Mit SARS-CoV-2 beladene Aerosole tragen vermutlich einen wesentlichen Teil zur Verbreitung der Corona-Pandemie bei. Mit dem Zusatz L für Lüften zur bestehenden AHA-Regel (AHA+L) verdeutlicht das Bundesministerium für Gesundheit, dass Lüften eine effektive Präventivmaßnahme ist. Prof. Dr. Martin Kriegel, Leiter des Hermann-Rietschel-Instituts der TU Berlin (HRI), hat nun mit Unterstützung des Robert-Koch-Instituts, der Charité – Universitätsmedizin Berlin und eines Berliner Gesundheitsamtes ein Berechnungsmodell in Kooperation mit Prof. Dr. David Bermbach (ECDF/TU Berlin) entwickelt, mit dem es möglich ist, ein potenzielles Infektionsrisiko über Aerosole in Innenräumen vorauszuberechnen. So können Lüftungsmaßnahmen, die Anzahl der Kontakte und die Aufenthaltsdauer in Räumen hinsichtlich ihres präventiven Charakters bewertet und angepasst werden.
Zwar ist nicht bekannt, wie viele reproduktionsfähige Viren sich auf Aerosolpartikeln befinden und wie viele davon eingeatmet werden müssen, um tatsächlich COVID-19 auszulösen. Diese Daten sind schwer zu ermitteln und auch für andere Infektionskrankheiten, wie zum Beispiel die Influenza (Grippe), immer noch nicht abschließend erforscht. Zur Beurteilung des Infektionsrisikos mit SARS-CoV-2 über Aerosolpartikel bestehen aus medizinischer Sicht noch einige Unklarheiten. Jedoch ist es während einer Pandemie entscheidend, die Ausbreitung des Virus einzudämmen und effektive Präventivmaßnahmen zu finden.
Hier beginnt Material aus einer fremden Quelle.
impl ConfigManager {
    /// Load configuration with environment auto-detection
    pub fn load() -> ConfigResult<Arc<ConfigManager>> {
        Self::load_from_directory(None)
    }

    /// Load configuration from a specific directory
    pub fn load_from_directory(config_dir: Option<PathBuf>) -> ConfigResult<Arc<ConfigManager>> {
        let environment = Self::detect_environment();
        Self::load_from_directory_with_env(config_dir, &environment)
    }

    /// Load configuration from a specific directory with explicit environment.
    /// Useful for testing without modifying global environment variables.
    pub fn load_from_directory_with_env(
        config_dir: Option<PathBuf>,
        environment: &str,
    ) -> ConfigResult<Arc<ConfigManager>> {
        let config_directory = config_dir.unwrap_or_else(Self::default_config_directory);

        debug!(
            "Loading configuration for environment '{}' from directory: {}",
            environment,
            config_directory.display()
        );

        let config = Self::load_and_merge_config(&config_directory, environment)?;
        config.validate()?;

        debug!(
            "Configuration loaded successfully: {}",
            serde_json::to_string_pretty(&Self::sanitize_config_for_logging(&config))
                .unwrap_or_else(|_| "[serialization error]".to_string())
        );

        info!(
            environment = %environment,
            services = config.services.len(),
            endpoints = config.endpoints.len(),
            "🔧 Gateway configuration loaded"
        );

        Ok(Arc::new(ConfigManager {
            config,
            environment: environment.to_string(),
            config_directory,
        }))
    }

    /// Wrap an in-memory configuration (embedding applications and tests)
    pub fn from_config(config: GatewayConfig) -> ConfigResult<Arc<ConfigManager>> {
        config.validate()?;
        let environment = config.environment.clone();
        Ok(Arc::new(ConfigManager {
            config,
            environment,
            config_directory: PathBuf::from("."),
        }))
    }

    /// Get the loaded configuration
    pub fn config(&self) -> &GatewayConfig {
        &self.config
    }

    /// Sanitized JSON copy of the configuration, safe to log
    pub fn debug_config(&self) -> serde_json::Value {
        Self::sanitize_config_for_logging(&self.config)
    }

    pub fn environment(&self) -> &str {
        &self.environment
    }

    pub fn config_directory(&self) -> &Path {
        &self.config_directory
    }

    /// Detect current environment: GATEWAY_ENV || APP_ENV || 'development'
    pub fn detect_environment() -> String {
        env::var("GATEWAY_ENV")
            .or_else(|_| env::var("APP_ENV"))
            .unwrap_or_else(|_| "development".to_string())
            .to_lowercase()
    }

    fn default_config_directory() -> PathBuf {
        env::var("GATEWAY_CONFIG_DIR")
            .map(PathBuf::from)
            .unwrap_or_else(|_| PathBuf::from("config"))
    }

    /// Find the configuration file
    fn find_config_file(config_directory: &Path) -> ConfigResult<PathBuf> {
        let mut searched_paths = Vec::new();

        for name in CONFIG_FILE_NAMES {
            let config_path = config_directory.join(name);
            searched_paths.push(config_path.clone());

            if config_path.is_file() {
                debug!("Found configuration file: {}", config_path.display());
                return Ok(config_path);
            }
        }

        Err(ConfigurationError::config_file_not_found(searched_paths))
    }

    /// Read a configuration file with a size limit
    fn read_config_file_safely(path: &Path) -> ConfigResult<String> {
        const MAX_CONFIG_FILE_SIZE: u64 = 1024 * 1024;

        let metadata = std::fs::metadata(path)
            .map_err(|e| ConfigurationError::file_read_error(path.display().to_string(), e))?;

        if metadata.len() > MAX_CONFIG_FILE_SIZE {
            return Err(ConfigurationError::invalid_value(
                "file_size",
                metadata.len().to_string(),
                format!(
                    "Configuration file too large ({} bytes > {} bytes limit)",
                    metadata.len(),
                    MAX_CONFIG_FILE_SIZE
                ),
            ));
        }

        std::fs::read_to_string(path)
            .map_err(|e| ConfigurationError::file_read_error(path.display().to_string(), e))
    }

    /// Load and merge configuration with environment-specific overrides
    fn load_and_merge_config(
        config_directory: &Path,
        environment: &str,
    ) -> ConfigResult<GatewayConfig> {
        let config_file = Self::find_config_file(config_directory)?;
        let yaml_content = Self::read_config_file_safely(&config_file)?;
        Self::parse_with_environment(&yaml_content, &config_file.display().to_string(), environment)
    }

    /// Parse a YAML document, apply the environment section and deserialize
    pub(crate) fn parse_with_environment(
        yaml_content: &str,
        source: &str,
        environment: &str,
    ) -> ConfigResult<GatewayConfig> {
        let mut yaml_data: YamlValue = serde_yaml::from_str(yaml_content)
            .map_err(|e| ConfigurationError::invalid_yaml(source, e))?;

        if let Some(env_overrides) = yaml_data
            .get(YamlValue::String(environment.to_string()))
            .cloned()
        {
            debug!("Applying environment-specific overrides for: {}", environment);
            Self::merge_yaml_values(&mut yaml_data, env_overrides)?;
        }

        if let YamlValue::Mapping(ref mut map) = yaml_data {
            for section in ENVIRONMENT_SECTIONS {
                map.remove(YamlValue::String(section.to_string()));
            }
        } else {
            return Err(ConfigurationError::invalid_yaml(
                source,
                "top-level document must be a mapping",
            ));
        }

        let mut config: GatewayConfig = serde_yaml::from_value(yaml_data).map_err(|e| {
            ConfigurationError::invalid_yaml(
                source,
                format!("Failed to deserialize configuration: {e}"),
            )
        })?;

        config.environment = environment.to_string();
        Ok(config)
    }

    /// Recursively merge YAML values (environment overrides into base config).
    /// Sequences are replaced wholesale except `services`, which merge by `id`.
    fn merge_yaml_values(base: &mut YamlValue, override_value: YamlValue) -> ConfigResult<()> {
        match (&mut *base, override_value) {
            (YamlValue::Mapping(base_map), YamlValue::Mapping(override_map)) => {
                for (key, value) in override_map {
                    let is_services = key.as_str() == Some("services");
                    match base_map.get_mut(&key) {
                        Some(existing) if is_services => Self::merge_services(existing, value)?,
                        Some(existing) => Self::merge_yaml_values(existing, value)?,
                        None => {
                            base_map.insert(key, value);
                        }
                    }
                }
            }
            (base_ref, override_val) => {
                *base_ref = override_val;
            }
        }
        Ok(())
    }

    fn merge_services(base: &mut YamlValue, overrides: YamlValue) -> ConfigResult<()> {
        let (YamlValue::Sequence(base_seq), YamlValue::Sequence(override_seq)) = (&mut *base, overrides)
        else {
            return Err(ConfigurationError::ConfigMergeError {
                error: "services overrides must be a list".to_string(),
            });
        };

        for entry in override_seq {
            let id = entry.get("id").cloned();
            let target = id.as_ref().and_then(|id| {
                base_seq
                    .iter_mut()
                    .find(|existing| existing.get("id") == Some(id))
            });
            match target {
                Some(existing) => Self::merge_yaml_values(existing, entry)?,
                None => base_seq.push(entry),
            }
        }
        Ok(())
    }

    fn sanitize_config_for_logging(config: &GatewayConfig) -> serde_json::Value {
        let mut config_json = serde_json::json!(config);
        let sensitive_patterns = ["password", "secret", "key", "token", "credential"];
        Self::sanitize_json_recursive(&mut config_json, &sensitive_patterns);
        config_json
    }

    fn sanitize_json_recursive(value: &mut serde_json::Value, sensitive_patterns: &[&str]) {
        match value {
            serde_json::Value::Object(map) => {
                for (key, val) in map.iter_mut() {
                    let key_lower = key.to_lowercase();
                    let is_sensitive = sensitive_patterns
                        .iter()
                        .any(|pattern| key_lower.contains(pattern));

                    if is_sensitive && !val.is_object() && !val.is_array() {
                        *val = serde_json::Value::String("[MASKED]".to_string());
                    } else {
                        Self::sanitize_json_recursive(val, sensitive_patterns);
                    }
                }
            }
            serde_json::Value::Array(items) => {
                for item in items {
                    Self::sanitize_json_recursive(item, sensitive_patterns);
                }
            }
            _ => {}
        }
    }
}

#[cfg(test)]
mod tests {
    use super::*;
    use crate::registry::{AuthType, CacheKeyStrategy, HttpMethod, ResponseTransform};
    use std::fs;
    use tempfile::TempDir;

    fn create_test_config_yaml() -> &'static str {
        r#"
services:
  - id: glucoserver
    base_url: "http://localhost:8002"
    timeout_ms: 5000
    max_retries: 2
    breaker_failure_threshold: 5
    breaker_open_duration_ms: 30000
    cache_default_ttl_ms: 60000
  - id: tidepool
    base_url: "https://api.tidepool.org"
    health_endpoint: "/status"
    timeout_ms: 10000
    breaker_failure_threshold: 3
    breaker_open_duration_ms: 60000
    supports_offline_fallback: true
    auth_header: "X-Tidepool-Session-Token"

endpoints:
  glucose.mine:
    service: glucoserver
    path: "/glucose/mine"
    auth: bearer
    cache:
      key:
        strategy: path
  tidepool.readings:
    service: tidepool
    path: "/data/{userId}"
    auth: service_specific
    cache:
      ttl_ms: 120000
    transform:
      type: tidepool_readings
  glucose.create:
    service: glucoserver
    path: "/glucose/create"
    method: POST
    auth: bearer

health:
  enabled: true
  check_interval_ms: 30000
  degraded_latency_ms: 1500

test:
  services:
    - id: glucoserver
      timeout_ms: 250
      breaker_open_duration_ms: 100
  health:
    check_interval_ms: 50

production:
  services:
    - id: tidepool
      timeout_ms: 15000
"#
    }

    fn setup_test_config_dir() -> (TempDir, PathBuf) {
        let temp_dir = TempDir::new().unwrap();
        let config_dir = temp_dir.path().to_path_buf();
        fs::write(config_dir.join("gateway-config.yaml"), create_test_config_yaml()).unwrap();
        (temp_dir, config_dir)
    }

    #[test]
    fn test_config_file_discovery() {
        let (_temp_dir, config_dir) = setup_test_config_dir();

        let config_file = ConfigManager::find_config_file(&config_dir).unwrap();
        assert_eq!(config_file.file_name().unwrap(), "gateway-config.yaml");
    }

    #[test]
    fn test_config_file_not_found() {
        let temp_dir = TempDir::new().unwrap();

        let result = ConfigManager::find_config_file(temp_dir.path());
        if let Err(ConfigurationError::ConfigFileNotFound { searched_paths }) = result {
            assert_eq!(searched_paths.len(), 2);
        } else {
            panic!("Expected ConfigFileNotFound error");
        }
    }

    #[test]
    fn test_basic_config_loading() {
        let (_temp_dir, config_dir) = setup_test_config_dir();

        let manager =
            ConfigManager::load_from_directory_with_env(Some(config_dir), "development").unwrap();
        let config = manager.config();

        assert_eq!(manager.environment(), "development");
        assert_eq!(config.services.len(), 2);

        let glucose = config.service("glucoserver").unwrap();
        assert_eq!(glucose.timeout_ms, 5000);
        assert_eq!(glucose.health_endpoint, "/health");

        let mine = &config.endpoints["glucose.mine"];
        assert_eq!(mine.method, HttpMethod::Get);
        assert_eq!(mine.auth, AuthType::Bearer);
        assert!(matches!(
            mine.cache.as_ref().unwrap().key,
            CacheKeyStrategy::Path
        ));

        let readings = &config.endpoints["tidepool.readings"];
        assert_eq!(readings.auth, AuthType::ServiceSpecific);
        assert_eq!(readings.transform, ResponseTransform::TidepoolReadings);
        assert_eq!(config.endpoints["glucose.create"].method, HttpMethod::Post);
    }

    #[test]
    fn test_environment_specific_overrides() {
        let (_temp_dir, config_dir) = setup_test_config_dir();

        let manager =
            ConfigManager::load_from_directory_with_env(Some(config_dir.clone()), "test").unwrap();
        let config = manager.config();
        assert_eq!(config.environment, "test");
        assert!(config.is_test_environment());

        let glucose = config.service("glucoserver").unwrap();
        assert_eq!(glucose.timeout_ms, 250);
        assert_eq!(glucose.breaker_open_duration_ms, 100);
        // untouched fields survive the merge
        assert_eq!(glucose.base_url, "http://localhost:8002");
        assert_eq!(config.services.len(), 2);
        assert_eq!(config.health.check_interval_ms, 50);

        let manager =
            ConfigManager::load_from_directory_with_env(Some(config_dir), "production").unwrap();
        assert_eq!(manager.config().service("tidepool").unwrap().timeout_ms, 15000);
        assert_eq!(manager.config().service("glucoserver").unwrap().timeout_ms, 5000);
    }

    #[test]
    fn test_invalid_yaml_reported() {
        let temp_dir = TempDir::new().unwrap();
        fs::write(temp_dir.path().join("gateway-config.yaml"), "services: [").unwrap();

        let result = ConfigManager::load_from_directory_with_env(
            Some(temp_dir.path().to_path_buf()),
            "test",
        );
        assert!(matches!(result, Err(ConfigurationError::InvalidYaml { .. })));
    }

    #[test]
    fn test_validation_runs_on_load() {
        let temp_dir = TempDir::new().unwrap();
        fs::write(
            temp_dir.path().join("gateway-config.yml"),
            r#"
services:
  - id: glucoserver
    base_url: "http://localhost:8002"
    timeout_ms: 0
    breaker_failure_threshold: 5
    breaker_open_duration_ms: 30000
"#,
        )
        .unwrap();

        let result = ConfigManager::load_from_directory_with_env(
            Some(temp_dir.path().to_path_buf()),
            "test",
        );
        assert!(matches!(result, Err(ConfigurationError::InvalidValue { .. })));
    }

    #[test]
    fn test_config_sanitization() {
        let mut value = serde_json::json!({
            "services": [{"id": "tidepool", "api_key": "abcdef"}],
            "token_refresh": {"secret": "shh", "enabled": true}
        });
        ConfigManager::sanitize_json_recursive(&mut value, &["key", "secret"]);

        assert_eq!(value["services"][0]["api_key"], "[MASKED]");
        assert_eq!(value["services"][0]["id"], "tidepool");
        assert_eq!(value["token_refresh"]["secret"], "[MASKED]");
        assert_eq!(value["token_refresh"]["enabled"], true);
    }
}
Anhand des aktuellen Wissensstands über SARS-CoV-2 und der retrospektiven Betrachtung von zwölf kleinen bis großen Ausbrüchen in Deutschland und anderen Ländern konnte das Team um Martin Kriegel mit Unterstützung des Robert-Koch-Instituts, der Charité und eines Berliner Gesundheitsamtes ein Modell entwickeln, das das potenzielle Risiko einer Ansteckung über Aerosole vorausberechnet.
„Unser Modell hat vier wesentliche Erkenntnisse geliefert: Erstens, das Infektionsrisiko lässt sich durch Zuführen virenfreier Luft sehr effektiv reduzieren. Zweitens, die gemeinsame Aufenthaltsdauer von einer infizierten Person mit gesunden Personen hat einen entscheidenden Einfluss auf die Wahrscheinlichkeit einer Ansteckung mit COVID-19. Dies gilt auch bei guter Lüftung oder gefilterter Raumluft“, so Martin Kriegel.
„Drittens ist die Begrenzung der Anzahl der Kontakte zur Eindämmung der Pandemie sehr sinnvoll, und viertens kann mit allen drei vorgenannten Maßnahmen die Ansteckungsrate über Aerosolpartikel minimiert werden.“
Um das neue Modell auch für die Öffentlichkeit zugänglich zu machen, hat das HRI gemeinsam mit Prof. Dr. David Bermbach vom Fachgebiet Mobile Cloud Computing an der TU Berlin und dem ECDF eine Website entwickelt, auf der Interessierte mit der Eingabe von einfach zugänglichen Daten wie Raumgröße, Anzahl und Aktivität der Personen und Qualität der Lüftung eine vereinfachte Einschätzung des Ansteckungsrisikos über Aerosolpartikel in einer speziellen Situation treffen können. (kj)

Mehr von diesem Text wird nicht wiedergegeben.